The House Financial Services Committee has cleared a two-year extension of the federal "backstop" coverage for terrorism-related claims. By voice vote on Sept. 29, the panel approved a measure that would continue the 2002 Terrorism Risk Insurance Act through December 2007.
Under that law, the Treasury covers terrorism-related claims above certain annual thresholds. In 2004, for example, the Treasury would be responsible for 90% of such claims after an insurer's exposure exceeds 10% of its commercial premiums.
The 2002 statute doesn't expire until December 2005, but insurance, real estate and construction groups have been lobbying Congress to extend the law sooner than that. They contend that an early extension would provide the insurance market more certainty. The next step for the legislation would be a House floor vote. There has been no action yet in the Senate. Advocates of the legislation are working against the clock.
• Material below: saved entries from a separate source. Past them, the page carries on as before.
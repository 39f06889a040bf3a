//! Event dispatcher: translates inbound client events into registry calls
//! and the outbound events they cause.
//!
//! The dispatcher performs no I/O. Each call returns the list of
//! [`Outbound`] events to deliver, in order; the caller pushes them to the
//! recipients' connections.
//!
//! | Inbound         | Registry            | Outbound                                         |
//! |-----------------|---------------------|--------------------------------------------------|
//! | `register-user` | directory update    | none                                             |
//! | `create-room`   | `create_room`       | ack to caller                                    |
//! | `join-room`     | `join_room`         | ack to caller, roster to room, backlog to caller |
//! | `send-message`  | `append_message`    | message to room except sender                    |
//! | `typing`        | none                | typing name to room except sender                |
//! | `leave-room`    | `leave`             | roster to remaining members                      |
//! | disconnect      | `leave` + directory | roster to remaining members                      |

use roomchat_proto::event::{ClientEvent, ServerEvent};
use roomchat_proto::message::ChatMessage;
use roomchat_proto::room::{Ack, AckRequest, JoinRoom, SendMessage};
use roomchat_proto::typing::TypingState;

use crate::connections::{ConnectionDirectory, ConnectionId};
use crate::rooms::{Departure, Member, RoomRegistry};

/// One event addressed to one connection.
#[derive(Debug, Clone, PartialEq, Eq)]
pub struct Outbound {
    /// Recipient connection.
    pub to: ConnectionId,
    /// Event to deliver.
    pub event: ServerEvent,
}

impl Outbound {
    const fn new(to: ConnectionId, event: ServerEvent) -> Self {
        Self { to, event }
    }
}

/// Owns the relay's mutable state and routes events through it.
#[derive(Debug, Default)]
pub struct Dispatcher {
    rooms: RoomRegistry,
    connections: ConnectionDirectory,
}

impl Dispatcher {
    /// Creates a dispatcher whose rooms retain the default backlog.
    #[must_use]
    pub fn new() -> Self {
        Self::default()
    }

    /// Creates a dispatcher whose rooms retain `backlog_capacity` messages.
    #[must_use]
    pub fn with_backlog_capacity(backlog_capacity: usize) -> Self {
        Self {
            rooms: RoomRegistry::with_backlog_capacity(backlog_capacity),
            connections: ConnectionDirectory::new(),
        }
    }

    /// Read access to the room registry.
    #[must_use]
    pub const fn rooms(&self) -> &RoomRegistry {
        &self.rooms
    }

    /// Read access to the user directory.
    #[must_use]
    pub const fn connections(&self) -> &ConnectionDirectory {
        &self.connections
    }

    /// Applies one inbound event from `from` and returns what to deliver.
    pub fn dispatch(&mut self, from: ConnectionId, event: ClientEvent) -> Vec<Outbound> {
        tracing::debug!(conn = %from, event = event.name(), "dispatching event");
        match event {
            ClientEvent::RegisterUser(user_id) => {
                self.register_user(from, &user_id);
                Vec::new()
            }
            ClientEvent::CreateRoom(room_id) => self.create_room(from, &room_id),
            ClientEvent::JoinRoom(join) => self.join_room(from, join),
            ClientEvent::SendMessage(send) => self.send_message(from, send),
            ClientEvent::Typing(state) => self.typing(from, state),
            ClientEvent::LeaveRoom => self.leave(from),
        }
    }

    /// Cleans up after a closed connection and returns what to deliver.
    pub fn disconnect(&mut self, conn: ConnectionId) -> Vec<Outbound> {
        let outbound = self.leave(conn);
        if let Some(user_id) = self.connections.remove(conn) {
            tracing::info!(conn = %conn, user_id = %user_id, "user unregistered");
        }
        outbound
    }

    fn register_user(&mut self, conn: ConnectionId, user_id: &str) {
        if let Some(previous) = self.connections.register(conn, user_id) {
            tracing::info!(
                conn = %conn,
                previous = %previous,
                user_id = %user_id,
                "user moved to new connection"
            );
        } else {
            tracing::info!(conn = %conn, user_id = %user_id, "user registered");
        }
    }

    fn create_room(&mut self, from: ConnectionId, room_id: &str) -> Vec<Outbound> {
        let ack = match self.rooms.create_room(room_id, from) {
            Ok(()) => {
                tracing::info!(conn = %from, room_id = %room_id, "room created");
                Ack::ok(AckRequest::CreateRoom)
            }
            Err(e) => {
                tracing::debug!(conn = %from, room_id = %room_id, error = %e, "room creation rejected");
                Ack::failed(AckRequest::CreateRoom, e.to_string())
            }
        };
        vec![Outbound::new(from, ServerEvent::Ack(ack))]
    }

    fn join_room(&mut self, from: ConnectionId, join: JoinRoom) -> Vec<Outbound> {
        let member = Member {
            connection_id: from,
            username: join.username,
            user_id: self.connections.user_id_of(from).map(str::to_string),
        };

        let room = match self.rooms.join_room(&join.room_id, member) {
            Ok(room) => room,
            Err(e) => {
                tracing::debug!(conn = %from, room_id = %join.room_id, error = %e, "join rejected");
                let ack = Ack::failed(AckRequest::JoinRoom, e.to_string());
                return vec![Outbound::new(from, ServerEvent::Ack(ack))];
            }
        };

        tracing::info!(
            conn = %from,
            room_id = %room.id(),
            members = room.members().len(),
            "member joined"
        );

        let mut outbound = vec![Outbound::new(
            from,
            ServerEvent::Ack(Ack::ok(AckRequest::JoinRoom)),
        )];
        let roster = room.usernames();
        outbound.extend(
            room.connections()
                .into_iter()
                .map(|to| Outbound::new(to, ServerEvent::UpdateUsers(roster.clone()))),
        );
        outbound.push(Outbound::new(
            from,
            ServerEvent::PreviousMessages(room.backlog().snapshot()),
        ));
        outbound
    }

    fn send_message(&mut self, from: ConnectionId, send: SendMessage) -> Vec<Outbound> {
        let message = ChatMessage {
            username: send.username,
            message: send.message,
            timestamp: send.timestamp,
        };
        let Some(room) = self.rooms.append_message(&send.room_id, message.clone()) else {
            tracing::debug!(conn = %from, room_id = %send.room_id, "message for unknown room dropped");
            return Vec::new();
        };

        room.connections_except(from)
            .into_iter()
            .map(|to| Outbound::new(to, ServerEvent::ReceiveMessage(message.clone())))
            .collect()
    }

    fn typing(&self, from: ConnectionId, state: TypingState) -> Vec<Outbound> {
        let Some(room) = self.rooms.get(&state.room_id) else {
            return Vec::new();
        };

        room.connections_except(from)
            .into_iter()
            .map(|to| {
                let event = if state.typing {
                    ServerEvent::UserTyping(state.username.clone())
                } else {
                    ServerEvent::UserStoppedTyping(state.username.clone())
                };
                Outbound::new(to, event)
            })
            .collect()
    }

    fn leave(&mut self, conn: ConnectionId) -> Vec<Outbound> {
        let mut outbound = Vec::new();
        for departure in self.rooms.leave(conn) {
            match departure {
                Departure::Closed { room_id } => {
                    tracing::info!(conn = %conn, room_id = %room_id, "room deleted");
                }
                Departure::Remaining {
                    room_id,
                    recipients,
                    usernames,
                } => {
                    tracing::debug!(conn = %conn, room_id = %room_id, "member left");
                    outbound.extend(recipients.into_iter().map(|to| {
                        Outbound::new(to, ServerEvent::UpdateUsers(usernames.clone()))
                    }));
                }
            }
        }
        outbound
    }
}
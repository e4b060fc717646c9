use anyhow::Result;
use chrono::NaiveDate;
use clap::{Parser, Subcommand};
use loadcast::{
    fetch, ingest,
    model::{self, predict, BaselineModel},
    weather,
};
use reqwest::Client;
use std::path::PathBuf;
use tracing_subscriber::{fmt, EnvFilter};

#[derive(Parser, Debug)]
#[command(
    name = "loadcast",
    about = "Historical-average load forecasting for PJM grid zones"
)]
struct Cli {
    #[command(subcommand)]
    command: Command,
}

#[derive(Subcommand, Debug)]
enum Command {
    /// Train the historical-average baseline from load CSVs.
    Train {
        /// Glob for load CSVs, e.g. "data/raw/pjm/hrl_load_metered_*.csv"
        #[arg(long)]
        pjm_glob: String,
        /// Output model Parquet
        #[arg(long, default_value = model::DEFAULT_MODEL_PATH)]
        out: PathBuf,
    },
    /// Predict a day of zonal load from a trained baseline model.
    Predict {
        /// Target date YYYY-MM-DD
        #[arg(long)]
        date: NaiveDate,
        /// Model Parquet path
        #[arg(long, default_value = model::DEFAULT_MODEL_PATH)]
        model: PathBuf,
        /// Comma-separated zone list (default: all zones in the model)
        #[arg(long)]
        zones: Option<String>,
        /// Output CSV (default: predictions/MM-DD.csv)
        #[arg(long)]
        out: Option<PathBuf>,
    },
    /// Download one month of hourly load from the PJM DataMiner2 feed.
    FetchLoad {
        #[arg(long)]
        year: i32,
        #[arg(long)]
        month: u32,
        /// Output CSV (default: data/raw/pjm_<year>_<mon>.csv)
        #[arg(long)]
        out: Option<PathBuf>,
    },
    /// Auxiliary weather data operations.
    Weather {
        #[command(subcommand)]
        command: WeatherCommand,
    },
}

#[derive(Subcommand, Debug)]
enum WeatherCommand {
    /// Download hourly weather for every configured zone.
    Download {
        /// Zone coordinates JSON, {"ZONE": [lat, lon], ...}
        #[arg(long)]
        zones_json: PathBuf,
        /// Glob for load CSVs; their timestamp span sets the window
        #[arg(long)]
        pjm_glob: String,
        /// Override window start YYYY-MM-DD
        #[arg(long)]
        start: Option<NaiveDate>,
        /// Override window end YYYY-MM-DD
        #[arg(long)]
        end: Option<NaiveDate>,
        #[arg(long, default_value = "data/raw/noaa_hourly.csv")]
        out: PathBuf,
    },
    /// Split a combined weather CSV into per-year and pivot-month files.
    Split {
        #[arg(long)]
        input: PathBuf,
        #[arg(long)]
        outdir: PathBuf,
        #[arg(long, default_value_t = 2025)]
        pivot_year: i32,
        #[arg(long, default_value_t = 11)]
        pivot_month: u32,
        /// Remove previous split files first
        #[arg(long)]
        overwrite: bool,
    },
}

#[tokio::main]
async fn main() -> Result<()> {
    let env = EnvFilter::try_from_default_env().unwrap_or_else(|_| EnvFilter::new("info"));
    fmt::Subscriber::builder().with_env_filter(env).init();

    match Cli::parse().command {
        Command::Train { pjm_glob, out } => {
            let records = ingest::load_glob(&pjm_glob)?;
            let model = BaselineModel::train(&records);
            model.write_parquet(&out)?;
        }

        Command::Predict {
            date,
            model,
            zones,
            out,
        } => {
            let model = BaselineModel::read_parquet(&model)?;
            let zones: Option<Vec<String>> = zones.map(|z| {
                z.split(',')
                    .map(|s| s.trim().to_uppercase())
                    .filter(|s| !s.is_empty())
                    .collect()
            });
            let predictions = predict::predict_day(&model, date, zones.as_deref())?;
            let out = out.unwrap_or_else(|| predict::default_out_path(date));
            predict::write_predictions_csv(&predictions, &out)?;
        }

        Command::FetchLoad { year, month, out } => {
            let client = Client::new();
            let records = fetch::fetch_month(&client, year, month).await?;
            let out = match out {
                Some(out) => out,
                None => fetch::default_out_path(year, month)?,
            };
            fetch::write_load_csv(&records, &out)?;
        }

        Command::Weather { command } => match command {
            WeatherCommand::Download {
                zones_json,
                pjm_glob,
                start,
                end,
                out,
            } => {
                let coords = weather::load_zone_coords(&zones_json)?;
                let (mut window_start, mut window_end) = match (start, end) {
                    (Some(s), Some(e)) => (s, e),
                    _ => ingest::load_span(&pjm_glob)?,
                };
                if let Some(s) = start {
                    window_start = s;
                }
                if let Some(e) = end {
                    window_end = e;
                }
                let client = Client::new();
                weather::download(&client, &coords, window_start, window_end, &out).await?;
            }
            WeatherCommand::Split {
                input,
                outdir,
                pivot_year,
                pivot_month,
                overwrite,
            } => {
                weather::split::split_weather(&input, &outdir, pivot_year, pivot_month, overwrite)?;
            }
        },
    }

    Ok(())
}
Congress is expected to recess in early October and seems likely to return after the Nov. 2 elections for a lame duck session. But any bill that doesn't pass before the 108th Congress ends would die. In that event, the insurance legislation would have to be re-introduced and make its way again through committees and floor votes.
Leigh Ann Pusey, American Insurance Association senior vice president for government affairs, said that "there is a sense of urgency to this bill, because commercial insurance policies taking effect in the early months of 2005 are being negotiated right now. As a result, the negative financial fallout of inaction [on the bill] would be felt very soon."